Rishi's Chemistry Thread

[Rod]

Stupid question, but where did this come from? C6H8O7

That's the formula for citric acid.

You gave me the formila for glucose (c6h12o6), so I ignored it because your question wanted citric acid.

[Rishi97]

That's the formula for citric acid.

You gave me the formila for glucose (c6h12o6), so I ignored it because your question wanted citric acid.

OMG!!! That is soo embarassing...
Thanks heaps for that Rod 

[alchemy]

Hey Rishi

Assuming it's this reaction 3NaOH + C6H8O7 → NaH2C6H5O7 +3 H2O

n(NaOH) = 0.350 X 0.03709 = 0.01298 MOL
n (citric acid) = 1/3 x 0.00432 mol
c (Citric acid) + 0.00432 /0.02 = 0.216 mols per litre
c (citric acid) = 0.216 x 192 = 41.5
= C
Assuming it's the reaction I have given you.

I think you made some mistakes on the parts I coloured in red. Your final answer is correct though, you just typed some of your steps in wrong I guess.

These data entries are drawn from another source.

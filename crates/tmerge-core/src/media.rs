use std::path::{Component, Path, PathBuf};

/// Extensions whose metadata container is rewritten.
pub const IMAGE_EXTENSIONS: &[&str] = &["jpg", "jpeg", "heic"];
/// Extensions copied verbatim (only file timestamps are updated).
pub const VIDEO_EXTENSIONS: &[&str] = &["mp4", "mov"];

/// Top-level directory of every Takeout export.
pub const ROOT_MARKER: &str = "Takeout";

#[derive(Debug, Clone, Copy, PartialEq, Eq)]
pub enum MediaKind {
    Image,
    Video,
}

impl MediaKind {
    pub fn from_extension(ext: &str) -> Option<Self> {
        let ext = ext.to_lowercase();
        if IMAGE_EXTENSIONS.contains(&ext.as_str()) {
            Some(MediaKind::Image)
        } else if VIDEO_EXTENSIONS.contains(&ext.as_str()) {
            Some(MediaKind::Video)
        } else {
            None
        }
    }
}

/// A candidate media file found inside an extracted archive.
#[derive(Debug, Clone)]
pub struct MediaFile {
    /// Absolute path inside the extraction directory
    pub path: PathBuf,
    /// Just the filename, lossily decoded for display; `path` stays exact
    pub filename: String,
    /// Lower-cased extension
    pub extension: String,
    pub kind: MediaKind,
    /// Location below the output root
    pub relative_path: PathBuf,
}

impl MediaFile {
    /// Returns `None` for anything that is not a supported image or video.
    pub fn new(path: PathBuf, archive_root: &Path, archive_label: &str) -> Option<Self> {
        let filename = path.file_name()?.to_string_lossy().into_owned();
        let extension = path.extension()?.to_str()?.to_lowercase();
        let kind = MediaKind::from_extension(&extension)?;
        let relative_path = relative_output_path(&path, archive_root, archive_label);
        Some(Self {
            path,
            filename,
            extension,
            kind,
            relative_path,
        })
    }

    pub fn output_path(&self, output_root: &Path) -> PathBuf {
        output_root.join(&self.relative_path)
    }
}

/// Path of `path` below the output root.
///
/// Everything from the first `Takeout` segment onward is kept so that
/// same-named files from different albums stay apart. Without that segment
/// the file is placed under a directory named after its archive.
pub fn relative_output_path(path: &Path, archive_root: &Path, archive_label: &str) -> PathBuf {
    let within = pathdiff::diff_paths(path, archive_root)
        .filter(|p| !p.starts_with(".."))
        .unwrap_or_else(|| PathBuf::from(path.file_name().unwrap_or(path.as_os_str())));

    let segments: Vec<&std::ffi::OsStr> = within
        .components()
        .filter_map(|c| match c {
            Component::Normal(s) => Some(s),
            _ => None,
        })
        .collect();

    match segments.iter().position(|s| *s == ROOT_MARKER) {
        Some(idx) => segments[idx..].iter().collect(),
        None => {
            let mut scoped = PathBuf::from(archive_label);
            scoped.extend(segments);
            scoped
        }
    }
}

/// Directory-safe label for an archive path (its file stem).
pub fn archive_label(archive: &Path) -> String {
    let stem = archive
        .file_stem()
        .and_then(|s| s.to_str())
        .filter(|s| !s.is_empty())
        .unwrap_or("archive");
    stem.chars()
        .map(|c| if c == '/' || c == '\\' { '_' } else { c })
        .collect()
}
use std::sync::atomic::{AtomicBool, Ordering};
use std::sync::Arc;

/// Shared stop flag for a running batch.
///
/// Only consulted between files: a file already being written always
/// finishes, later ones are skipped.
#[derive(Clone, Debug, Default)]
pub struct CancellationToken(Arc<AtomicBool>);

impl CancellationToken {
    pub fn new() -> Self {
        Self::default()
    }

    pub fn cancel(&self) {
        self.0.store(true, Ordering::SeqCst);
    }

    pub fn is_cancelled(&self) -> bool {
        self.0.load(Ordering::SeqCst)
    }
}

#[cfg(test)]
mod tests {
    use super::*;

    #[test]
    fn test_fresh_token_is_not_cancelled() {
        assert!(!CancellationToken::new().is_cancelled());
        assert!(!CancellationToken::default().is_cancelled());
    }

    #[test]
    fn test_cancel_is_seen_by_clones_and_threads() {
        let token = CancellationToken::new();
        let remote = token.clone();
        std::thread::spawn(move || remote.cancel()).join().unwrap();
        assert!(token.is_cancelled());
    }
}
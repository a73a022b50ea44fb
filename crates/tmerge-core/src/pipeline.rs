use std::collections::HashSet;
use std::fs;
use std::path::{Path, PathBuf};
use std::sync::atomic::{AtomicU64, Ordering};

use log::{debug, info, warn};
use walkdir::WalkDir;

use crate::cancel::CancellationToken;
use crate::embed::{apply_file_times, copy_verbatim, embed};
use crate::error::Result;
use crate::events::{ArchiveStage, EventSink, MetadataStatus, ProcessEvent, ProcessingResult};
use crate::extract::Extractor;
use crate::media::{archive_label, MediaFile};
use crate::record::MetadataRecord;
use crate::resolve::{resolve, LookupScope, MatchKind};

static EXTRACT_SEQ: AtomicU64 = AtomicU64::new(0);

/// What one archive produced.
#[derive(Debug, Clone)]
pub struct ArchiveSummary {
    pub archive: String,
    pub total: u64,
    pub processed: u64,
    pub results: Vec<ProcessingResult>,
    /// Stopped early by the cancellation token
    pub cancelled: bool,
}

impl ArchiveSummary {
    pub fn message(&self) -> String {
        format!("Processed {} / {} files", self.processed, self.total)
    }

    pub fn count(&self, status: MetadataStatus) -> usize {
        self.results
            .iter()
            .filter(|r| r.metadata_status == status)
            .count()
    }
}

/// Recursively collect supported images and videos below `root`.
pub fn discover_media(root: &Path, label: &str) -> Vec<MediaFile> {
    WalkDir::new(root)
        .sort_by_file_name()
        .into_iter()
        .filter_map(|entry| match entry {
            Ok(entry) => Some(entry),
            Err(e) => {
                warn!("{}: skipping unreadable entry: {}", label, e);
                None
            }
        })
        .filter(|e| e.file_type().is_file())
        .filter_map(|e| MediaFile::new(e.into_path(), root, label))
        .collect()
}

/// Processes archives one after another into a shared output root.
pub struct ArchivePipeline<'a> {
    output_root: &'a Path,
    sink: &'a dyn EventSink,
    cancel_token: Option<&'a CancellationToken>,
    /// Output paths written during this run, to report collisions
    written: HashSet<PathBuf>,
}

impl<'a> ArchivePipeline<'a> {
    pub fn new(output_root: &'a Path, sink: &'a dyn EventSink) -> Self {
        Self {
            output_root,
            sink,
            cancel_token: None,
            written: HashSet::new(),
        }
    }

    pub fn with_cancel_token(mut self, token: &'a CancellationToken) -> Self {
        self.cancel_token = Some(token);
        self
    }

    fn stage(&self, archive: &str, stage: ArchiveStage) {
        self.sink.emit(ProcessEvent::Stage {
            archive: archive.to_string(),
            stage,
        });
    }

    /// Extract `archive` below `work_dir`, process it, then remove the
    /// extraction directory unless `keep_extracted` is set.
    pub fn run(
        &mut self,
        archive: &Path,
        extractor: &dyn Extractor,
        work_dir: &Path,
        keep_extracted: bool,
    ) -> Result<ArchiveSummary> {
        let label = archive_label(archive);

        self.stage(&label, ArchiveStage::Extracting);
        self.sink.emit(ProcessEvent::Status(format!("Extracting {}", archive.display())));
        let extract_dir = work_dir.join(format!(
            "tmerge-{}-{}-{}",
            label,
            std::process::id(),
            EXTRACT_SEQ.fetch_add(1, Ordering::Relaxed)
        ));
        if extract_dir.exists() {
            fs::remove_dir_all(&extract_dir)?;
        }
        fs::create_dir_all(&extract_dir)?;

        info!("Extracting {} with {} into {}", archive.display(), extractor.name(), extract_dir.display());
        if let Err(e) = extractor.extract(archive, &extract_dir) {
            remove_extraction_dir(&extract_dir);
            self.stage(&label, ArchiveStage::Failed(e.to_string()));
            return Err(e.into());
        }

        let summary = self.process_extracted(&label, &extract_dir);

        self.stage(&label, ArchiveStage::CleaningUp);
        if keep_extracted {
            info!("Keeping extracted files in {}", extract_dir.display());
        } else {
            remove_extraction_dir(&extract_dir);
        }

        self.stage(&label, ArchiveStage::Completed);
        Ok(summary)
    }

    /// Process a directory that already holds an extracted archive.
    pub fn process_extracted(&mut self, label: &str, root: &Path) -> ArchiveSummary {
        self.stage(label, ArchiveStage::Discovering);
        let media = discover_media(root, label);
        let total = media.len() as u64;
        info!("{}: {} media file(s) found", label, total);
        self.sink.emit(ProcessEvent::Status(format!("Found {} media files in {}", total, label)));

        let mut results = Vec::with_capacity(media.len());
        let mut consumed: Vec<PathBuf> = Vec::new();
        let mut cancelled = false;

        for (idx, m) in media.iter().enumerate() {
            if self.cancel_token.is_some_and(|t| t.is_cancelled()) {
                info!("{}: cancelled after {} / {} files", label, idx, total);
                cancelled = true;
                break;
            }

            self.stage(
                label,
                ArchiveStage::ProcessingFiles {
                    index: idx as u64,
                    total,
                },
            );
            self.sink.emit(ProcessEvent::FileStarted {
                archive: label.to_string(),
                filename: m.filename.clone(),
            });

            let result = self.process_file(m, root, &mut consumed);
            let processed = idx as u64 + 1;

            self.sink.emit(ProcessEvent::FileResult(result.clone()));
            self.sink.emit(ProcessEvent::Progress {
                archive: label.to_string(),
                fraction: processed as f64 / total as f64,
                total,
                processed,
            });
            results.push(result);
        }

        // Sidecars go only after the whole archive is done, so an edited copy
        // processed later can still inherit from its original.
        for sidecar in consumed {
            match fs::remove_file(&sidecar) {
                Ok(()) => debug!("removed {}", sidecar.display()),
                Err(e) => warn!("could not remove {}: {}", sidecar.display(), e),
            }
        }

        ArchiveSummary {
            archive: label.to_string(),
            total,
            processed: results.len() as u64,
            results,
            cancelled,
        }
    }

    fn process_file(
        &mut self,
        m: &MediaFile,
        root: &Path,
        consumed: &mut Vec<PathBuf>,
    ) -> ProcessingResult {
        let output = m.output_path(self.output_root);
        if !self.written.insert(output.clone()) {
            warn!("{} was already written in this run, overwriting", output.display());
        }

        let Some(resolution) = resolve(&m.path, root, LookupScope::Full) else {
            return match copy_verbatim(&m.path, &output) {
                Ok(out) => unmatched(m, Some(out), None),
                Err(e) => {
                    warn!("{}: copy failed: {}", m.filename, e);
                    unmatched(m, None, Some(e.to_string()))
                }
            };
        };

        match embed(m, &resolution.record, &output) {
            Ok(out) => {
                if resolution.consumes_sidecar() {
                    consumed.push(resolution.sidecar);
                }
                let metadata_status = match resolution.kind {
                    MatchKind::Direct => MetadataStatus::FoundAndApplied,
                    MatchKind::Inherited => MetadataStatus::InheritedFromOriginal,
                };
                ProcessingResult {
                    filename: m.filename.clone(),
                    original_path: m.path.clone(),
                    metadata_status,
                    processed_with_metadata: true,
                    output_path: Some(out),
                    error: None,
                }
            }
            Err(e) => {
                warn!("{}: embedding failed ({}), copying as-is", m.filename, e);
                fallback_copy(m, &output, &resolution.record, e.to_string())
            }
        }
    }
}

fn unmatched(m: &MediaFile, output_path: Option<PathBuf>, error: Option<String>) -> ProcessingResult {
    ProcessingResult {
        filename: m.filename.clone(),
        original_path: m.path.clone(),
        metadata_status: MetadataStatus::NoMetadataFound,
        processed_with_metadata: false,
        output_path,
        error,
    }
}

/// The container could not be rewritten: keep the file, still date it.
fn fallback_copy(m: &MediaFile, output: &Path, record: &MetadataRecord, reason: String) -> ProcessingResult {
    match copy_verbatim(&m.path, output) {
        Ok(out) => {
            if let Ok(date) = record.captured_date() {
                if let Err(e) = apply_file_times(&out, &date) {
                    warn!("{}: could not set file times: {}", m.filename, e);
                }
            }
            unmatched(m, Some(out), Some(reason))
        }
        Err(e) => {
            warn!("{}: copy failed: {}", m.filename, e);
            unmatched(m, None, Some(format!("{}; copy failed: {}", reason, e)))
        }
    }
}

fn remove_extraction_dir(dir: &Path) {
    if let Err(e) = fs::remove_dir_all(dir) {
        warn!("could not remove {}: {}", dir.display(), e);
    }
}

#[cfg(test)]
mod tests {
    use super::*;
    use crate::events::NullSink;
    use std::sync::Mutex;
    use tempfile::tempdir;

    #[test]
    fn test_discover_filters_by_extension() {
        let dir = tempdir().unwrap();
        let base = dir.path().join("Takeout/Google Photos/Album");
        fs::create_dir_all(&base).unwrap();
        for name in ["a.jpg", "b.JPEG", "c.heic", "d.mp4", "e.MOV", "f.png", "a.jpg.supplemental-metadata.json", "metadata.json"] {
            fs::write(base.join(name), b"x").unwrap();
        }

        let found = discover_media(dir.path(), "t");
        let mut names: Vec<_> = found.iter().map(|m| m.filename.as_str()).collect();
        names.sort();
        assert_eq!(names, ["a.jpg", "b.JPEG", "c.heic", "d.mp4", "e.MOV"]);
    }

    #[test]
    fn test_progress_is_monotonic_and_complete() {
        let dir = tempdir().unwrap();
        let root = dir.path().join("extract");
        let out = dir.path().join("out");
        fs::create_dir_all(root.join("Takeout")).unwrap();
        for name in ["1.mp4", "2.mp4", "3.mov"] {
            fs::write(root.join("Takeout").join(name), b"v").unwrap();
        }

        let events = Mutex::new(Vec::new());
        let sink = |e: ProcessEvent| events.lock().unwrap().push(e);
        let summary = ArchivePipeline::new(&out, &sink).process_extracted("t", &root);

        assert_eq!(summary.message(), "Processed 3 / 3 files");
        let fractions: Vec<f64> = events
            .lock()
            .unwrap()
            .iter()
            .filter_map(|e| match e {
                ProcessEvent::Progress { fraction, .. } => Some(*fraction),
                _ => None,
            })
            .collect();
        assert_eq!(fractions.len(), 3);
        assert!(fractions.windows(2).all(|w| w[0] < w[1]));
        assert_eq!(*fractions.last().unwrap(), 1.0);
    }

    #[cfg(unix)]
    #[test]
    fn test_unreadable_directory_does_not_stop_discovery() {
        use std::os::unix::fs::PermissionsExt;

        let dir = tempdir().unwrap();
        let album = dir.path().join("Takeout/Album");
        let locked = dir.path().join("Takeout/Locked");
        fs::create_dir_all(&album).unwrap();
        fs::create_dir_all(&locked).unwrap();
        fs::write(album.join("a.jpg"), b"x").unwrap();
        fs::write(locked.join("b.jpg"), b"x").unwrap();
        fs::set_permissions(&locked, fs::Permissions::from_mode(0o000)).unwrap();

        let found = discover_media(dir.path(), "t");
        fs::set_permissions(&locked, fs::Permissions::from_mode(0o755)).unwrap();

        assert!(found.iter().any(|m| m.filename == "a.jpg"));
    }

    #[test]
    fn test_cancelled_before_start() {
        let dir = tempdir().unwrap();
        let root = dir.path().join("extract");
        fs::create_dir_all(&root).unwrap();
        fs::write(root.join("1.mp4"), b"v").unwrap();
        let token = CancellationToken::new();
        token.cancel();

        let out = dir.path().join("out");
        let summary = ArchivePipeline::new(&out, &NullSink)
            .with_cancel_token(&token)
            .process_extracted("t", &root);
        assert!(summary.cancelled);
        assert_eq!(summary.processed, 0);
        assert_eq!(summary.total, 1);
    }
}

Firstly, the equation should be  C6H8O7 + 3NaOH --> Na3C6H5O7 + 3H2O. Note how the sodium gets the 3 from the citric acid when it citric acid loses/donates it's 3 protons.
Also, you typed in the second line of your working incorrectly. It should read 1/3 * 0.01298. The rest of your steps are correct (:

[Rod]

OMG!!! That is soo embarassing...
Thanks heaps for that Rod 

No it's not . And no probs

I think you made some mistakes on the parts I coloured in red. Your final answer is correct though, you just typed some of your steps in wrong I guess.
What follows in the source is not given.